François a repris la formule classique « infaillible dans la croyance », déjà détournée par Vatican II. En soi, elle signifie que les fidèles, s’ils adhèrent à l’enseignement de leurs pasteurs, sont infaillibles dans leur croyance.
Mais le Concile avait expliqué que le Peuple de Dieu ne se trompe pas « même s’il ne trouve pas les paroles pour exprimer sa foi », autrement dit, indépendamment des pasteurs. Le Pape a largement repris cette idée dans son texte de 2015.
Quant au pouvoir de gouvernement, il a trouvé sa formule dans la « coresponsabilité » qui veut le répartir entre tous les membres de l’Eglise. Certes, il est parfois associé à l’adjectif « différenciée », sans doute pour manifester une différence entre les membres de la hiérarchie et les fidèles, mais il s’agit bien d’une division. Plusieurs propositions qui doivent être discutées à la session d’octobre du synode sont d’ailleurs très claires à ce sujet.

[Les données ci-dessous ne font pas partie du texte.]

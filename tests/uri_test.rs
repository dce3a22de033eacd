use chrono::NaiveDate;
use spotrip::uri::*;

#[test]
fn test_parse_entity_uri() {
    let uri = SpotifyUri::parse("spotify:album:6akEvsycLGftJxYudPjmqK").unwrap();
    assert_eq!(uri.scheme, "spotify");
    assert_eq!(uri.kind, "album");
    assert_eq!(uri.id, "6akEvsycLGftJxYudPjmqK");
    assert_eq!(uri.to_string(), "spotify:album:6akEvsycLGftJxYudPjmqK");
}

#[test]
fn test_parse_entity_uri_wrong_token_count() {
    for bad in ["spotify:album", "spotify:user:me:playlist:x", "", "6akEvsycLGftJxYudPjmqK"] {
        let err = SpotifyUri::parse(bad).unwrap_err();
        assert!(matches!(err, UriError::TokenCount { expected: 3, .. }), "{}", bad);
    }
}

#[test]
fn test_parse_chart_query() {
    let query = ChartQuery::parse("spotify:charts:regional:us:weekly:2020-01-01").unwrap();
    assert_eq!(query.metric, Metric::Regional);
    assert_eq!(query.region.code(), "us");
    assert_eq!(query.window, Window::Weekly);
    assert_eq!(
        query.date,
        ChartDate::Day(NaiveDate::from_ymd_opt(2020, 1, 1).unwrap())
    );
    assert_eq!(query.download_path(), "regional/us/weekly/2020-01-01/download");
}

#[test]
fn test_parse_chart_query_latest_viral_global() {
    let query = ChartQuery::parse("spotify:charts:viral:global:daily:latest").unwrap();
    assert_eq!(query.metric, Metric::Viral);
    assert_eq!(query.region.code(), "global");
    assert_eq!(query.window, Window::Daily);
    assert_eq!(query.date, ChartDate::Latest);
    assert_eq!(query.download_path(), "viral/global/daily/latest/download");
}

#[test]
fn test_parse_chart_query_rejects_each_parameter() {
    let cases = [
        ("spotify:charts:popular:us:weekly:latest", "popular"),
        ("spotify:charts:regional:zz:weekly:latest", "zz"),
        ("spotify:charts:regional:us:monthly:latest", "monthly"),
        ("spotify:charts:regional:us:weekly:yesterday", "yesterday"),
        ("spotify:charts:regional:us:weekly:2020-1-01", "2020-1-01"),
        ("spotify:charts:regional:us:weekly:2020-02-30", "2020-02-30"),
    ];

    for (uri, offending) in cases {
        match ChartQuery::parse(uri) {
            Err(UriError::ChartParameter { value, .. }) => assert_eq!(value, offending),
            other => panic!("{} parsed as {:?}", uri, other),
        }
    }
}

#[test]
fn test_chart_parameter_error_lists_valid_options() {
    let err = ChartQuery::parse("spotify:charts:regional:zz:weekly:latest").unwrap_err();
    let message = err.to_string();
    assert!(message.contains("zz"));
    assert!(message.contains("global"));
    assert!(message.contains("us, gb"));

    let err = ChartQuery::parse("spotify:charts:regional:us:weekly:soon").unwrap_err();
    assert!(err.to_string().contains("'latest'"));
}

#[test]
fn test_parse_chart_query_wrong_token_count() {
    let err = ChartQuery::parse("spotify:charts:regional:us:weekly").unwrap_err();
    assert_eq!(
        err,
        UriError::TokenCount {
            uri: "spotify:charts:regional:us:weekly".to_string(),
            expected: 6,
            found: 5,
        }
    );
}

#[test]
fn test_valid_regions() {
    assert_eq!(VALID_REGIONS.len(), 58);
    for region in VALID_REGIONS {
        assert_eq!(Region::parse(region).unwrap().code(), region);
    }
    assert!(Region::parse("US").is_err());
}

Enfin, le pouvoir d’ordre et de sanctification est nivelé par l’affirmation répétée de l’égalité de tous les fidèles dans le baptême. Certes, mais certains membres ont reçu l’ordination sacerdotale ou le sacre épiscopal. La synodalité propose de reconsidérer le sacrement de l’ordre dans un ensemble, et de chercher à répartir certains pouvoirs qu’il possède : la proposition est explicite dans l’IL.
Ainsi, la synodalité réalise un nivellement, un aplatissement des pouvoirs de l’Eglise et de l’Eglise elle-même.
Une Eglise synodale en marche
Ces faits sont déjà très graves, mais de plus, il n’est pas possible de savoir où la machine s’arrêtera. Par définition, une Eglise synodale doit être en marche. Mais vers quel but défini ? Le Pape dit qu’il faut se « laisser surprendre ». Mais un mouvement qui n’a pas de but fixé ne s’arrête jamais, et de plus, nul ne sait où il peut aboutir.
La synodalité ainsi conçue est semblable à la révolution : elle ne peut jamais s’arrêter, elle n’est jamais satisfaite. Et elle finit par tout détruire.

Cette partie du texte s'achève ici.